Ernst hatte sich genau zwischen den Wracks der vor zehn Jahren liegen gebliebenen Lastwagen postiert.
Hier musste der verdammte Bus durch, und hier würde er den Wahnsinn stoppen.
Er spürte die Bewegungen der Läuse in seinem verfilzten Bart und den schneidenden Herbstwind, der durch seine zerlumpte Kleidung drang.
Der Bus, dieser verdammte, rot glänzende, stets pünktliche Bus, irrlichterte wie eine aufblitzende Erinnerung an bessere Zeiten durch sein Leben.
Da kam das Ding, blitzsauber und zuverlässig brummend.
Ernst hob seine dürren Arme und schloss die Augen.
Er hörte das Bremsgeräusch, das sich in ein leises Summen verwandelnde Motorgeräusch, dann ein überlautes Hupen.
Nach einer Weile stöhnten hydraulische Türöffner auf.
Schritte näherten sich. Er öffnete die Augen und sah einen kleinen, pummeligen Mann in blauer Uniform.
„Sie müssen da weg“, sagte der Busfahrer in freundlichem Tonfall. „Ich muss einen Fahrplan einhalten, verstehen Sie?“
Ernst senkte die Arme. „Nein, damit ist Schluss…“
Seine Stimme klang heiser und ungeübt.
„Was?“ Der Busfahrer kratzte sich unschlüssig den kahlen Schädel. „Mein Guter, ich bin in zwanzig Jahren nicht unpünktlich gewesen. Es ist meine Pflicht…“
„Nein“, kreischte Ernst. „Wozu denn? Es gibt keine Schule mehr! Die Seuche hat sie beendet! Die Schule ist aus!“
Der Busfahrer stutzte. Eine Erkenntnis spiegelte sich in seinem offenen, runden Gesicht. „Ich kenn Sie doch… Ja klar, Sie sind der Doktor Senkler, der Direx vom Gymnasium… Diehsel. Wissen Sie noch? Hannes Diehsel.“
Er streckte die Hand aus.
Ernst starrte auf die dargebotene Hand.
„Sie sind verrückt… total verrückt…“
Diehsel schüttelte traurig den Kopf. „Nun, ich muss weiter.
Und, Herr Doktor, ich werde fahren. Sie können ja einsteigen.“ Der Busfahrer wandte sich um.
Ernst verschränkte die Arme vor der mageren Brust.
„Dann müssen Sie mich überfahren.“
„Kein Problem.“ Diehsel kletterte zurück auf den Fahrersitz.
Ernsts Gedanken überschlugen sich.
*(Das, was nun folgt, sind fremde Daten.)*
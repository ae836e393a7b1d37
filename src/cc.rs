//! Cost-centre registry (spec §4.2, component B) and the `CostCentre` type
//! (spec §3).

use std::marker::PhantomData;
use std::ptr::NonNull;
use std::sync::atomic::{AtomicU64, Ordering};

use parking_lot::Mutex;

use crate::ids::{CcId, IdSource};

/// Identifies one of the seven built-in, identity-significant cost centres
/// (spec §3, "Built-in CCs/CCSs").
#[derive(Debug, Clone, Copy, PartialEq, Eq, Hash)]
pub enum Builtin {
    Main,
    System,
    Gc,
    Overhead,
    DontCare,
    Pinned,
    Idle,
}

impl Builtin {
    pub(crate) const ALL: [Builtin; 7] = [
        Builtin::Main,
        Builtin::System,
        Builtin::Gc,
        Builtin::Overhead,
        Builtin::DontCare,
        Builtin::Pinned,
        Builtin::Idle,
    ];

    /// `(label, module)` exactly as declared by `CC_DECLARE` in the original
    /// source (`rts/Profiling.c`); `srcloc` is always `"<built-in>"`.
    pub(crate) fn label_module(self) -> (&'static str, &'static str) {
        match self {
            Builtin::Main => ("MAIN", "MAIN"),
            Builtin::System => ("SYSTEM", "SYSTEM"),
            Builtin::Gc => ("GC", "GC"),
            Builtin::Overhead => ("OVERHEAD_of", "PROFILING"),
            Builtin::DontCare => ("DONT_CARE", "MAIN"),
            Builtin::Pinned => ("PINNED", "SYSTEM"),
            Builtin::Idle => ("IDLE", "IDLE"),
        }
    }

    /// Whether this built-in is excluded from reports below `ALL` verbosity
    /// (spec §4.5, "Ignore rules"). `MAIN` and `PINNED` are never ignored.
    pub(crate) fn is_ignored_by_default(self) -> bool {
        matches!(
            self,
            Builtin::Overhead | Builtin::DontCare | Builtin::Gc | Builtin::System | Builtin::Idle
        )
    }
}

/// An interned, never-destroyed cost-centre descriptor (spec §3).
#[derive(Debug)]
pub struct CostCentre {
    id: CcId,
    ctx_id: u64,
    label: Box<str>,
    module: Box<str>,
    srcloc: Box<str>,
    is_caf: bool,
    builtin: Option<Builtin>,
    // Populated only by the reporter (`aggregate_cc_costs`); zero at runtime.
    time_ticks: AtomicU64,
    mem_alloc: AtomicU64,
}

impl CostCentre {
    pub fn id(&self) -> CcId {
        self.id
    }

    pub(crate) fn ctx_id(&self) -> u64 {
        self.ctx_id
    }

    pub fn label(&self) -> &str {
        &self.label
    }

    pub fn module(&self) -> &str {
        &self.module
    }

    pub fn srcloc(&self) -> &str {
        &self.srcloc
    }

    /// A CAF (Constant Applicative Form) cost centre, per spec §3/§4.4/§4.7.
    pub fn is_caf(&self) -> bool {
        self.is_caf
    }

    pub(crate) fn builtin(&self) -> Option<Builtin> {
        self.builtin
    }

    /// Starts with `"CAF"`, consulted by the exception-trace printer
    /// (spec §4.7, step 3).
    pub(crate) fn label_starts_with_caf(&self) -> bool {
        self.label.starts_with("CAF")
    }

    pub(crate) fn add_costs(&self, ticks: u64, alloc: u64) {
        if ticks != 0 {
            self.time_ticks.fetch_add(ticks, Ordering::Relaxed);
        }
        if alloc != 0 {
            self.mem_alloc.fetch_add(alloc, Ordering::Relaxed);
        }
    }

    pub(crate) fn reset_report_counters(&self) {
        self.time_ticks.store(0, Ordering::Relaxed);
        self.mem_alloc.store(0, Ordering::Relaxed);
    }

    pub fn time_ticks(&self) -> u64 {
        self.time_ticks.load(Ordering::Relaxed)
    }

    pub fn mem_alloc(&self) -> u64 {
        self.mem_alloc.load(Ordering::Relaxed)
    }
}

/// A handle to a [`CostCentre`] owned by some [`crate::ProfilerContext`].
///
/// Valid for as long as that context is alive; the `'ctx` lifetime is a
/// conservative (not strictly necessary, but cheap to enforce) bound tying
/// uses of the handle to the context that created it.
pub struct CcHandle<'ctx> {
    pub(crate) ptr: NonNull<CostCentre>,
    pub(crate) _marker: PhantomData<&'ctx CostCentre>,
}

impl<'ctx> Clone for CcHandle<'ctx> {
    fn clone(&self) -> Self {
        *self
    }
}
impl<'ctx> Copy for CcHandle<'ctx> {}

impl<'ctx> PartialEq for CcHandle<'ctx> {
    fn eq(&self, other: &Self) -> bool {
        self.ptr == other.ptr
    }
}
impl<'ctx> Eq for CcHandle<'ctx> {}

impl<'ctx> std::hash::Hash for CcHandle<'ctx> {
    fn hash<H: std::hash::Hasher>(&self, state: &mut H) {
        self.ptr.hash(state);
    }
}

impl<'ctx> std::fmt::Debug for CcHandle<'ctx> {
    fn fmt(&self, f: &mut std::fmt::Formatter<'_>) -> std::fmt::Result {
        f.debug_struct("CcHandle").field("cc", self.get()).finish()
    }
}

// SAFETY: a `CcHandle` only ever points at a `CostCentre` owned by the
// registry of the `ProfilerContext` that minted it. That `CostCentre` is
// never moved and never freed before the context itself is torn down, and
// all of its fields are accessed through `Sync` types (atomics) or are
// immutable after construction, so sharing the handle across threads is
// sound as long as the context outlives the handle (enforced by `'ctx`).
unsafe impl<'ctx> Send for CcHandle<'ctx> {}
unsafe impl<'ctx> Sync for CcHandle<'ctx> {}

impl<'ctx> CcHandle<'ctx> {
    pub fn get(&self) -> &'ctx CostCentre {
        // SAFETY: see the `Send`/`Sync` justification above.
        unsafe { &*self.ptr.as_ptr() }
    }
}

impl<'ctx> std::ops::Deref for CcHandle<'ctx> {
    type Target = CostCentre;
    fn deref(&self) -> &CostCentre {
        self.get()
    }
}

/// The deduplicated store of registered cost centres (spec §4.2, `CC_LIST`).
///
/// Cost centres are never destroyed before the owning context is torn down,
/// so registration hands out raw, leaked allocations (mirroring the teacher
/// crate's `Box::leak`-based `GcBox` bookkeeping in `gc/src/gc.rs`) and keeps
/// a list purely for bulk teardown and report-time iteration.
pub(crate) struct Registry {
    ids: IdSource,
    all: Mutex<Vec<NonNull<CostCentre>>>,
}

impl Registry {
    pub(crate) fn new() -> Self {
        Registry {
            ids: IdSource::new(),
            all: Mutex::new(Vec::new()),
        }
    }

    /// Declares a brand-new cost centre. Unlike the C original, there is no
    /// "re-register the same CC" path: callers own exactly one `CcHandle`
    /// per call site and are expected to cache it, so registration and
    /// creation are the same operation here.
    pub(crate) fn declare(
        &self,
        ctx_id: u64,
        label: &str,
        module: &str,
        srcloc: &str,
        is_caf: bool,
        builtin: Option<Builtin>,
    ) -> CcHandle<'_> {
        let cc = Box::new(CostCentre {
            id: CcId(self.ids.next()),
            ctx_id,
            label: label.into(),
            module: module.into(),
            srcloc: srcloc.into(),
            is_caf,
            builtin,
            time_ticks: AtomicU64::new(0),
            mem_alloc: AtomicU64::new(0),
        });
        let ptr = NonNull::from(Box::leak(cc));
        self.all.lock().push(ptr);
        CcHandle {
            ptr,
            _marker: PhantomData,
        }
    }

    /// Registration order, oldest first — `MAIN` is always first since it is
    /// declared before any user cost centre (spec §4.2: "`CC_MAIN` gets
    /// `link = 0`").
    pub(crate) fn all(&self) -> Vec<CcHandle<'_>> {
        self.all
            .lock()
            .iter()
            .map(|&ptr| CcHandle {
                ptr,
                _marker: PhantomData,
            })
            .collect()
    }
}

impl Drop for Registry {
    fn drop(&mut self) {
        for ptr in self.all.get_mut().drain(..) {
            // SAFETY: every pointer in `all` was produced by `Box::leak` in
            // `declare` and is dropped at most once, here, when the owning
            // `ProfilerContext` (and therefore this `Registry`) is dropped.
            unsafe {
                drop(Box::from_raw(ptr.as_ptr()));
            }
        }
    }
}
Ein zerlumpter Mann in einer zerstörten Welt war für diesen Verrückten irrealer als dieser rote Schulbus und sein sinnlos gewordener Fahrplan. Ernst Senkler würde hier sterben, wenn er nicht…
Er stürzte humpelnd auf den anfahrenden Bus zu und schwang sich hinein.
„Na das war knapp“, kommentierte Diehsel gutmütig lächelnd.
Senkler ließ sich in den ersten Sitz fallen.
„Das hätten Sie nicht getan“, krächzte er.
Diehsel richtete den Blick starr auf die von Unkraut überwucherte Fahrbahn. „7 Uhr 10. Haltestelle Kirche.“
Linkerhand tauchte die von Efeu überwucherte Ruine von Sankt Johannes auf. Der Bus hielt. Niemand stieg ein.
„Mein Gott, Diehsel! Warum machen Sie das?“
Der Bus fuhr wieder an.
„Was soll ich sonst machen, Herr Doktor? Ich bin Busfahrer.“
„Das ist doch sinnlos, ein Schulbus ohne Schule, ohne Kinder…“ Senklers Augen tränten. „Es gibt nichts mehr zu tun. Busfahrer und Lehrer werden nicht mehr gebraucht…“
Der Busfahrer zuckte lächelnd die Schultern. „Ach was.“
„Ach was? Soll ich Füchse und Katzen unterrichten?“
Der Bus passierte ein Waldstück und erreichte das nächste Dorf. „7 Uhr 15. Haltestelle Heide“, kam Diehsels monotone Ansage statt einer Antwort.
Der Bus hielt. Niemand stieg ein. Diesel streckte sich.
„Herr Doktor, schauen Sie aus dem Fenster. Sehen Sie?“
Die Ruinen von Heide lagen auf einem Hügel. In der Ferne stiegen vereinzelte Rauchfahnen auf.
Der Bus setzte seine Fahrt fort.
„7 Uhr 20. Haltestelle Heider Feld“, kam Diehsels Ansage.
Der rote MAN-Bus hielt vor einem verfallenen Bauernhof.
An der Bushaltestelle stand ein junger Bursche in Parka und geflickten Hosen, einen Knüppel abwehrend vor sich gestreckt. Hinter ihm hockte in den Resten des Wartehäuschens ein junges Mädchen. In ihren Armen lag ein schreiendes Bündel Mensch.
„Sehen Sie, Doktor.“ Diehsel lächelte zufrieden. „Die Schule geht wieder los…“
Doktor Ernst Senkler nickte stumm.

 

Sehr ordentlich, Udo. Eine handliche postapokalyptische Vignette, die durchaus ein fahles Gefühl in den Eingeweiden hinterlässt, obwohl sie positiv endet.
Bleibt nur die Frage: Woher kommt in einer postapokalyptischen Welt das Benzin (um nicht zu sagen: Die(h)sel, haha)?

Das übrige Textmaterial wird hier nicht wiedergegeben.